Search the entries for the word "moved" and copy each line that has it.

**SUPPLIED RECORDS**:
○ ○ ○ ○ ○
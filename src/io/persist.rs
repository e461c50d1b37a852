//! Task snapshots: the canonical list serialized as a JSON array under a
//! fixed store key.
//!
//! Decoding is tolerant. Field defaults cover records written before a field
//! existed, a record that still cannot be read is dropped on its own, and a
//! payload that is not an array at all is moved aside to [`CORRUPT_KEY`] so
//! the session can start empty without losing it.

use std::collections::HashSet;

use crate::io::store::{KeyValueStore, StoreError};
use crate::model::task::Task;

/// Store key holding the task snapshot
pub const STORAGE_KEY: &str = "todos";

/// Store key receiving an unreadable snapshot
pub const CORRUPT_KEY: &str = "todos.corrupt";

/// Result of decoding a snapshot
#[derive(Debug, Default)]
pub struct Decoded {
    pub tasks: Vec<Task>,
    /// Records skipped because they could not be read or repeated an id
    pub dropped: usize,
}

/// Result of loading from a store
#[derive(Debug, Default)]
pub struct LoadReport {
    pub tasks: Vec<Task>,
    pub dropped: usize,
    /// The snapshot was unreadable and was moved to [`CORRUPT_KEY`]
    pub corrupt: bool,
}

pub fn encode_tasks(tasks: &[Task]) -> Result<String, serde_json::Error> {
    serde_json::to_string_pretty(tasks)
}

/// Decode a snapshot record by record. Fails only when `raw` is not a JSON
/// array.
pub fn decode_tasks(raw: &str) -> Result<Decoded, serde_json::Error> {
    let records: Vec<serde_json::Value> = serde_json::from_str(raw)?;
    let mut decoded = Decoded::default();
    let mut seen = HashSet::new();

    for (index, record) in records.into_iter().enumerate() {
        match serde_json::from_value::<Task>(record) {
            Ok(task) => {
                if seen.insert(task.id.clone()) {
                    decoded.tasks.push(task);
                } else {
                    log::warn!("event=record_dropped index={} reason=duplicate_id", index);
                    decoded.dropped += 1;
                }
            }
            Err(e) => {
                log::warn!("event=record_dropped index={} reason={}", index, e);
                decoded.dropped += 1;
            }
        }
    }
    Ok(decoded)
}

/// Load the snapshot from `store`. An absent snapshot is an empty list.
pub fn load_tasks<S: KeyValueStore>(store: &mut S) -> Result<LoadReport, StoreError> {
    let raw = match store.get(STORAGE_KEY)? {
        Some(raw) => raw,
        None => return Ok(LoadReport::default()),
    };

    match decode_tasks(&raw) {
        Ok(decoded) => {
            log::info!(
                "event=store_load tasks={} dropped={}",
                decoded.tasks.len(),
                decoded.dropped
            );
            Ok(LoadReport {
                tasks: decoded.tasks,
                dropped: decoded.dropped,
                corrupt: false,
            })
        }
        Err(e) => {
            log::warn!("event=store_corrupt key={} error={}", STORAGE_KEY, e);
            if let Err(e) = store.set(CORRUPT_KEY, &raw) {
                log::error!("event=store_quarantine_failed error={}", e);
            }
            Ok(LoadReport {
                corrupt: true,
                ..LoadReport::default()
            })
        }
    }
}

pub fn save_tasks<S: KeyValueStore>(store: &mut S, tasks: &[Task]) -> Result<(), StoreError> {
    let data = encode_tasks(tasks)?;
    store.set(STORAGE_KEY, &data)
}

#[cfg(test)]
mod tests {
    use super::*;
    use crate::io::store::MemoryStore;
    use crate::model::task::{Category, Priority, TaskId};
    use chrono::{TimeZone, Utc};
    use pretty_assertions::assert_eq;

    fn sample() -> Vec<Task> {
        let mut done = Task::new(
            TaskId::from("2"),
            "Call &quot;mom&quot;".into(),
            Utc.with_ymd_and_hms(2024, 5, 2, 8, 30, 0).unwrap(),
            Category::Health,
            Priority::Low,
        );
        done.completed = true;
        vec![
            Task::new(
                TaskId::from("1"),
                "Buy milk".into(),
                Utc.with_ymd_and_hms(2024, 5, 1, 10, 0, 0).unwrap(),
                Category::Shopping,
                Priority::High,
            ),
            done,
        ]
    }

    #[test]
    fn save_then_load_is_identical() {
        let mut store = MemoryStore::new();
        let tasks = sample();
        save_tasks(&mut store, &tasks).unwrap();
        let report = load_tasks(&mut store).unwrap();
        assert_eq!(report.tasks, tasks);
        assert_eq!(report.dropped, 0);
        assert!(!report.corrupt);
    }

    #[test]
    fn absent_snapshot_is_empty() {
        let mut store = MemoryStore::new();
        let report = load_tasks(&mut store).unwrap();
        assert!(report.tasks.is_empty());
        assert!(!report.corrupt);
    }

    #[test]
    fn legacy_record_without_priority() {
        let raw = r#"[
            {"id":"1700000000000","text":"legacy","completed":false,
             "createdAt":"2023-11-14T22:13:20.000Z","category":"work"}
        ]"#;
        let decoded = decode_tasks(raw).unwrap();
        assert_eq!(decoded.tasks.len(), 1);
        let task = &decoded.tasks[0];
        assert_eq!(task.priority, Priority::Medium);
        assert_eq!(task.category, Category::Work);
        assert_eq!(
            task.created_at,
            Utc.with_ymd_and_hms(2023, 11, 14, 22, 13, 20).unwrap()
        );
    }

    #[test]
    fn bad_records_are_dropped_individually() {
        let raw = r#"[
            {"id":"1","text":"ok","createdAt":"2024-01-01T00:00:00Z"},
            {"id":"2","text":"bad date","createdAt":"yesterday"},
            {"text":"no id","createdAt":"2024-01-01T00:00:00Z"},
            {"id":"1","text":"dup","createdAt":"2024-01-01T00:00:00Z"},
            {"id":"3","text":"bad priority","createdAt":"2024-01-01T00:00:00Z","priority":"urgent"}
        ]"#;
        let decoded = decode_tasks(raw).unwrap();
        assert_eq!(decoded.tasks.len(), 1);
        assert_eq!(decoded.tasks[0].text, "ok");
        assert_eq!(decoded.dropped, 4);
    }

    #[test]
    fn corrupt_snapshot_is_quarantined() {
        let mut store = MemoryStore::new();
        store.set(STORAGE_KEY, "{not json").unwrap();

        let report = load_tasks(&mut store).unwrap();
        assert!(report.corrupt);
        assert!(report.tasks.is_empty());
        assert_eq!(store.get(CORRUPT_KEY).unwrap().as_deref(), Some("{not json"));
        // original stays until the next save overwrites it
        assert_eq!(store.get(STORAGE_KEY).unwrap().as_deref(), Some("{not json"));
    }

    #[test]
    fn non_array_json_is_corrupt() {
        let mut store = MemoryStore::new();
        store.set(STORAGE_KEY, r#"{"tasks":[]}"#).unwrap();
        assert!(load_tasks(&mut store).unwrap().corrupt);
    }
}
○ ○ ○ ○ ○
**EXERCISE RESULT**:
//! payload that is not an array at all is moved aside to [`CORRUPT_KEY`] so
    /// The snapshot was unreadable and was moved to [`CORRUPT_KEY`]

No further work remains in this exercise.